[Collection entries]
^^^^

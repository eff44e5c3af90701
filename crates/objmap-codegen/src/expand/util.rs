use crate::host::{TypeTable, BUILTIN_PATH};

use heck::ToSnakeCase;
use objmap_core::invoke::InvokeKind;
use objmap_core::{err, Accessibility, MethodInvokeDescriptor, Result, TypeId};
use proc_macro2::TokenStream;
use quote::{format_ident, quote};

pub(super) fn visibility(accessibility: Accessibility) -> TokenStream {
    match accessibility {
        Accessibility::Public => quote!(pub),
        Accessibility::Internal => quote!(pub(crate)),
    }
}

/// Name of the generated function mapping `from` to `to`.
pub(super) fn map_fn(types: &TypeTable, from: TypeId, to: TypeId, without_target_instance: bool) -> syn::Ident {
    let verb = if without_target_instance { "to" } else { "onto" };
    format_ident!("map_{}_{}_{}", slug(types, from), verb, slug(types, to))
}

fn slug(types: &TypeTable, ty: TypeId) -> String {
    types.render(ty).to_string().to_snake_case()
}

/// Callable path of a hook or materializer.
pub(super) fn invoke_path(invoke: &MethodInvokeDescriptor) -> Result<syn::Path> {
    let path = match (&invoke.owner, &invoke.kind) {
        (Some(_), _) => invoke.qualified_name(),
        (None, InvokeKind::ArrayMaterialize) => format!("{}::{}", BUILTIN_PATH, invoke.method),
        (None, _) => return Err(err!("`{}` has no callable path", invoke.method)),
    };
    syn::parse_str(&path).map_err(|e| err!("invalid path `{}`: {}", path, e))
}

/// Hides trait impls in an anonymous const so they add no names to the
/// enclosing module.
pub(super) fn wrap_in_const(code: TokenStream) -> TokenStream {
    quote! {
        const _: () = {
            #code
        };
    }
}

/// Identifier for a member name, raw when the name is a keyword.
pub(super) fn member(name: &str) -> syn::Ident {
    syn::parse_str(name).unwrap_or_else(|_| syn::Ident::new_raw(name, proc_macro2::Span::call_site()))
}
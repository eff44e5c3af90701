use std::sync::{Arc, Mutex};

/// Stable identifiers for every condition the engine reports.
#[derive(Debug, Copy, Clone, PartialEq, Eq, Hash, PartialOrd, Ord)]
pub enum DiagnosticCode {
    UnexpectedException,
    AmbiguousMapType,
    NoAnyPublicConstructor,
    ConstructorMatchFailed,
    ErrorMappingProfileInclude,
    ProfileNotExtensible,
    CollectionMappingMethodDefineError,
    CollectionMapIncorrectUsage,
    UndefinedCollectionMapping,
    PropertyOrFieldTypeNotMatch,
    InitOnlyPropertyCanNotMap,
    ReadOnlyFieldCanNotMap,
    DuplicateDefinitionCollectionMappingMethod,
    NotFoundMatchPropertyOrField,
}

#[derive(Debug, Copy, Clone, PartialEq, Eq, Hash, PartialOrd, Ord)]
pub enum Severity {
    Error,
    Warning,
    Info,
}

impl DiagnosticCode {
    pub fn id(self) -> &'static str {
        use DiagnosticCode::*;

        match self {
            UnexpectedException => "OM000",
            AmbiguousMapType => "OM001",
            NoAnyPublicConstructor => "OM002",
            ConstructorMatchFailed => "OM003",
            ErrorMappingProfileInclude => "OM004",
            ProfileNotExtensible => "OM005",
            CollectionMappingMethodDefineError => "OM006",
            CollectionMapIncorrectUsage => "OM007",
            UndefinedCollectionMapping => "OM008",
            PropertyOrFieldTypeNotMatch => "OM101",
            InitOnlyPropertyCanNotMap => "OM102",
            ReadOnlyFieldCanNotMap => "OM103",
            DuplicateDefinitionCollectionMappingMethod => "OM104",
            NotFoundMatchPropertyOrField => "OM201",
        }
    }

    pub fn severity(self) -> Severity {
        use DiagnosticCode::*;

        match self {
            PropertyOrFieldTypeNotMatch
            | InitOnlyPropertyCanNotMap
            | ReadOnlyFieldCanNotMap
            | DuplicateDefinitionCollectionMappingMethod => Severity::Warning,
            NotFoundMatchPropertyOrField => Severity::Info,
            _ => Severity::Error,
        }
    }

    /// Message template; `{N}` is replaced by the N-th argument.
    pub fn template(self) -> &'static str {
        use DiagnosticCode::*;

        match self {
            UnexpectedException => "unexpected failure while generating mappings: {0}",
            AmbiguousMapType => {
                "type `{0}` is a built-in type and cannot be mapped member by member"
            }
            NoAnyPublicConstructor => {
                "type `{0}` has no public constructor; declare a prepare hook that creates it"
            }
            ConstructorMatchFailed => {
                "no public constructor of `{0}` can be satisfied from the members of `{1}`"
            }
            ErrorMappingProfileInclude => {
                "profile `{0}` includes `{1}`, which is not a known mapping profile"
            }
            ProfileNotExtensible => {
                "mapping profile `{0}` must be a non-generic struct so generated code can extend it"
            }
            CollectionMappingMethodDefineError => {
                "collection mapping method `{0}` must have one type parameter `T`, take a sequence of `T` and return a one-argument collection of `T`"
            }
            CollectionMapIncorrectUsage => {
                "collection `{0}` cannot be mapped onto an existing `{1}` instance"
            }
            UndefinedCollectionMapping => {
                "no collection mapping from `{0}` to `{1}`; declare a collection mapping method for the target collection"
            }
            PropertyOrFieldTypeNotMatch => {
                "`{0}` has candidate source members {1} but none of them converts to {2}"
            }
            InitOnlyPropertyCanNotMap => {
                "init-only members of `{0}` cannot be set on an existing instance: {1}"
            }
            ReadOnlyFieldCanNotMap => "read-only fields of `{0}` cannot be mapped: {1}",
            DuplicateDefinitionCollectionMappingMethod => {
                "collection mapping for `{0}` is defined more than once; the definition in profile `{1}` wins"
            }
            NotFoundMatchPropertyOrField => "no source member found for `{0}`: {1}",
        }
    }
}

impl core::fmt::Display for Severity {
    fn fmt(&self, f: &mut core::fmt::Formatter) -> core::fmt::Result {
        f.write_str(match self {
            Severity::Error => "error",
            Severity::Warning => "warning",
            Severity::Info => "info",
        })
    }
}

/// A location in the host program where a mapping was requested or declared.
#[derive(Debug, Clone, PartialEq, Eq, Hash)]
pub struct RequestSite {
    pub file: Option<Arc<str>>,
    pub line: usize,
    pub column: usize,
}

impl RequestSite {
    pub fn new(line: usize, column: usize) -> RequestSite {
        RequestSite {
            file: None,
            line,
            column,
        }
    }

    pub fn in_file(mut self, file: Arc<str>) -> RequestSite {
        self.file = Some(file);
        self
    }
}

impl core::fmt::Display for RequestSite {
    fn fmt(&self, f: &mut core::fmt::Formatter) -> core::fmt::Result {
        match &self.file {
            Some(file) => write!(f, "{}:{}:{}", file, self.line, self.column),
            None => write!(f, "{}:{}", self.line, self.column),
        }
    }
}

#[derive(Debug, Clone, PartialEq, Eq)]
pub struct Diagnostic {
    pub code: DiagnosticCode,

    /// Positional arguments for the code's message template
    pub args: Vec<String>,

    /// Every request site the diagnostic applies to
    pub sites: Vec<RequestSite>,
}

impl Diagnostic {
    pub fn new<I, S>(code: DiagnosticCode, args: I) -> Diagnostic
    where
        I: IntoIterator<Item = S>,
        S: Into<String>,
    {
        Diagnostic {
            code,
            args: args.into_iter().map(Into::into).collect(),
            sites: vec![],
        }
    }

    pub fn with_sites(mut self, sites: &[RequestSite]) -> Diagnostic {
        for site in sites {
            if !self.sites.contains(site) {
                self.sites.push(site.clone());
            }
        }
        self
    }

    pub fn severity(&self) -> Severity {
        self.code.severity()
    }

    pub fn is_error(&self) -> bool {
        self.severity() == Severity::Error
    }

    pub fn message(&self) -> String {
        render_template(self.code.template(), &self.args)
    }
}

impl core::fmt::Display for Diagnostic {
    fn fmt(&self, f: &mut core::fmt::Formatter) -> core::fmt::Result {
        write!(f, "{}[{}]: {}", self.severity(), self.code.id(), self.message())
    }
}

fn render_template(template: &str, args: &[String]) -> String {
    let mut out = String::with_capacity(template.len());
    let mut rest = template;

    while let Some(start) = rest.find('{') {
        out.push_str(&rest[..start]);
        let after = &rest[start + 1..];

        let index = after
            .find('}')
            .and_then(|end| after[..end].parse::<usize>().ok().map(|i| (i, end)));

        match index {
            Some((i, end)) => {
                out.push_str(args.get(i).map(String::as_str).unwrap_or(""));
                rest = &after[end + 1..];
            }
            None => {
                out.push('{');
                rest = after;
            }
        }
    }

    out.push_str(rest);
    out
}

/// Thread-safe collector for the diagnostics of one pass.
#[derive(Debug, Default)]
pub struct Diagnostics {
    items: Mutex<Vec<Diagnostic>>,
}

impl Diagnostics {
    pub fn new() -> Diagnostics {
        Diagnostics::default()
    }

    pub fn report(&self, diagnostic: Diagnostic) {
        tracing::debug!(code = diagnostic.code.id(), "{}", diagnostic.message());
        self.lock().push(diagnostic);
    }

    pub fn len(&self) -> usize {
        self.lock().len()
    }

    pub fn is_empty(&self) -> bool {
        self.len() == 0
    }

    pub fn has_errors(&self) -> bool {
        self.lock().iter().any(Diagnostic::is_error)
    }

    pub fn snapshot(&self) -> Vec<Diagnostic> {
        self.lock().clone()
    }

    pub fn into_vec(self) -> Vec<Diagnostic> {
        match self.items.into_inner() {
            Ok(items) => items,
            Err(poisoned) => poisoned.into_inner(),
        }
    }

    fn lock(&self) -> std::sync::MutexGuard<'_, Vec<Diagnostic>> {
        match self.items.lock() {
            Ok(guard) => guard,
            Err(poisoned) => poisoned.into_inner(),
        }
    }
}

^^^^

YOUR OBJECTIVE: Scan the records for the string "CollectionMapIncorrectUsage". Copy each line in which it appears.

COMPLETED EXERCISE:
    CollectionMapIncorrectUsage,
            CollectionMapIncorrectUsage => "OM007",
            CollectionMapIncorrectUsage => {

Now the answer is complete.